[[ Extracted records open ]]

pub(crate) fn run_experiment(
    experiment: &Experiment,
    feature_id: Option<&str>,
    ctx: &EvalContext,
    state: &mut EvalState,
) -> Assignment {
    let num_variations = experiment.variations.len();
    let sticky_store = ctx
        .sticky_store
        .filter(|_| !experiment.disable_sticky_bucketing.unwrap_or(false));
    let (hash_attribute, hash_value) =
        resolve_hash_attribute(experiment, ctx.attributes, sticky_store.is_some());
    let mut info = RunInfo {
        hash_attribute,
        hash_value: hash_value.clone().unwrap_or_default(),
        feature_id,
        bucket: None,
        sticky_bucket_used: false,
    };

    if num_variations < 2 {
        debug!("Experiment '{}' has less than 2 variations, skipping", experiment.key);
        return info.not_in(experiment);
    }
    if !ctx.enabled {
        return info.not_in(experiment);
    }
    let Some(hash_value) = hash_value else {
        debug!(
            "Attribute '{}' is missing, skipping experiment '{}'",
            info.hash_attribute, experiment.key
        );
        return info.not_in(experiment);
    };

    if let Some(url) = ctx.url {
        if let Some(index) = query_string_override(&experiment.key, url, num_variations) {
            return info.assignment(experiment, Some(index), false, false);
        }
    }
    if let Some(index) = ctx.forced_variations.get(&experiment.key) {
        return info.assignment(experiment, Some(*index), false, false);
    }
    if experiment.active == Some(false) {
        return info.not_in(experiment);
    }

    let mut variation = None;
    if let Some(store) = sticky_store {
        let assignments = sticky_assignments(experiment, ctx.attributes, store);
        match sticky_variation(experiment, &assignments) {
            StickyLookup::Blocked => {
                debug!("Sticky bucket version of experiment '{}' is blocked", experiment.key);
                info.sticky_bucket_used = true;
                return info.not_in(experiment);
            }
            StickyLookup::Found(index) => {
                variation = Some(index);
                info.sticky_bucket_used = true;
            }
            StickyLookup::None => {}
        }
    }

    if variation.is_none() {
        match (&experiment.filters, &experiment.namespace) {
            (Some(filters), _) => {
                if is_filtered_out(filters, ctx.attributes) {
                    return info.not_in(experiment);
                }
            }
            (None, Some(namespace)) => {
                if !in_namespace(&hash_value, namespace) {
                    return info.not_in(experiment);
                }
            }
            (None, None) => {}
        }
        if let Some(condition) = &experiment.condition {
            if !condition.eval(ctx.attributes) {
                return info.not_in(experiment);
            }
        }
    }

    let seed = experiment.seed.as_deref().unwrap_or(&experiment.key);
    let Some(n) = hash(seed, &hash_value, experiment.hash_version.unwrap_or(1)) else {
        warn!(event_id = 3002; "Experiment '{}' has an unsupported hash version, skipping", experiment.key);
        return info.not_in(experiment);
    };
    info.bucket = Some(n);

    if variation.is_none() {
        let ranges = match &experiment.ranges {
            Some(ranges) => ranges.clone(),
            None => get_bucket_ranges(
                num_variations,
                experiment.coverage.unwrap_or(1.0),
                experiment.weights.as_deref(),
            ),
        };
        variation = choose_variation(n, &ranges);
    }
    let Some(index) = variation else {
        return info.not_in(experiment);
    };

    if let Some(forced) = experiment.force {
        return info.assignment(experiment, Some(forced), false, false);
    }
    if ctx.qa_mode {
        return info.not_in(experiment);
    }

    let result = info.assignment(experiment, Some(index), true, true);
    if let Some(store) = sticky_store {
        save_sticky_assignment(experiment, store, &result);
    }
    state.included.push((experiment.clone(), result.clone()));
    result
}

[[ Extracted records closed ]]

Restate every record above, exactly, in full.

pub(crate) fn run_experiment(
    experiment: &Experiment,
    feature_id: Option<&str>,
    ctx: &EvalContext,
    state: &mut EvalState,
) -> Assignment {
    let num_variations = experiment.variations.len();
    let sticky_store = ctx
        .sticky_store
        .filter(|_| !experiment.disable_sticky_bucketing.unwrap_or(false));
    let (hash_attribute, hash_value) =
        resolve_hash_attribute(experiment, ctx.attributes, sticky_store.is_some());
    let mut info = RunInfo {
        hash_attribute,
        hash_value: hash_value.clone().unwrap_or_default(),
        feature_id,
        bucket: None,
        sticky_bucket_used: false,
    };

    if num_variations < 2 {
        debug!("Experiment '{}' has less than 2 variations, skipping", experiment.key);
        return info.not_in(experiment);
    }
    if !ctx.enabled {
        return info.not_in(experiment);
    }
    let Some(hash_value) = hash_value else {
        debug!(
            "Attribute '{}' is missing, skipping experiment '{}'",
            info.hash_attribute, experiment.key
        );
        return info.not_in(experiment);
    };

    if let Some(url) = ctx.url {
        if let Some(index) = query_string_override(&experiment.key, url, num_variations) {
            return info.assignment(experiment, Some(index), false, false);
        }
    }
    if let Some(index) = ctx.forced_variations.get(&experiment.key) {
        return info.assignment(experiment, Some(*index), false, false);
    }
    if experiment.active == Some(false) {
        return info.not_in(experiment);
    }

    let mut variation = None;
    if let Some(store) = sticky_store {
        let assignments = sticky_assignments(experiment, ctx.attributes, store);
        match sticky_variation(experiment, &assignments) {
            StickyLookup::Blocked => {
                debug!("Sticky bucket version of experiment '{}' is blocked", experiment.key);
                info.sticky_bucket_used = true;
                return info.not_in(experiment);
            }
            StickyLookup::Found(index) => {
                variation = Some(index);
                info.sticky_bucket_used = true;
            }
            StickyLookup::None => {}
        }
    }

    if variation.is_none() {
        match (&experiment.filters, &experiment.namespace) {
            (Some(filters), _) => {
                if is_filtered_out(filters, ctx.attributes) {
                    return info.not_in(experiment);
                }
            }
            (None, Some(namespace)) => {
                if !in_namespace(&hash_value, namespace) {
                    return info.not_in(experiment);
                }
            }
            (None, None) => {}
        }
        if let Some(condition) = &experiment.condition {
            if !condition.eval(ctx.attributes) {
                return info.not_in(experiment);
            }
        }
    }

    let seed = experiment.seed.as_deref().unwrap_or(&experiment.key);
    let Some(n) = hash(seed, &hash_value, experiment.hash_version.unwrap_or(1)) else {
        warn!(event_id = 3002; "Experiment '{}' has an unsupported hash version, skipping", experiment.key);
        return info.not_in(experiment);
    };
    info.bucket = Some(n);

    if variation.is_none() {
        let ranges = match &experiment.ranges {
            Some(ranges) => ranges.clone(),
            None => get_bucket_ranges(
                num_variations,
                experiment.coverage.unwrap_or(1.0),
                experiment.weights.as_deref(),
            ),
        };
        variation = choose_variation(n, &ranges);
    }
    let Some(index) = variation else {
        return info.not_in(experiment);
    };

    if let Some(forced) = experiment.force {
        return info.assignment(experiment, Some(forced), false, false);
    }
    if ctx.qa_mode {
        return info.not_in(experiment);
    }

    let result = info.assignment(experiment, Some(index), true, true);
    if let Some(store) = sticky_store {
        save_sticky_assignment(experiment, store, &result);
    }
    state.included.push((experiment.clone(), result.clone()));
    result
}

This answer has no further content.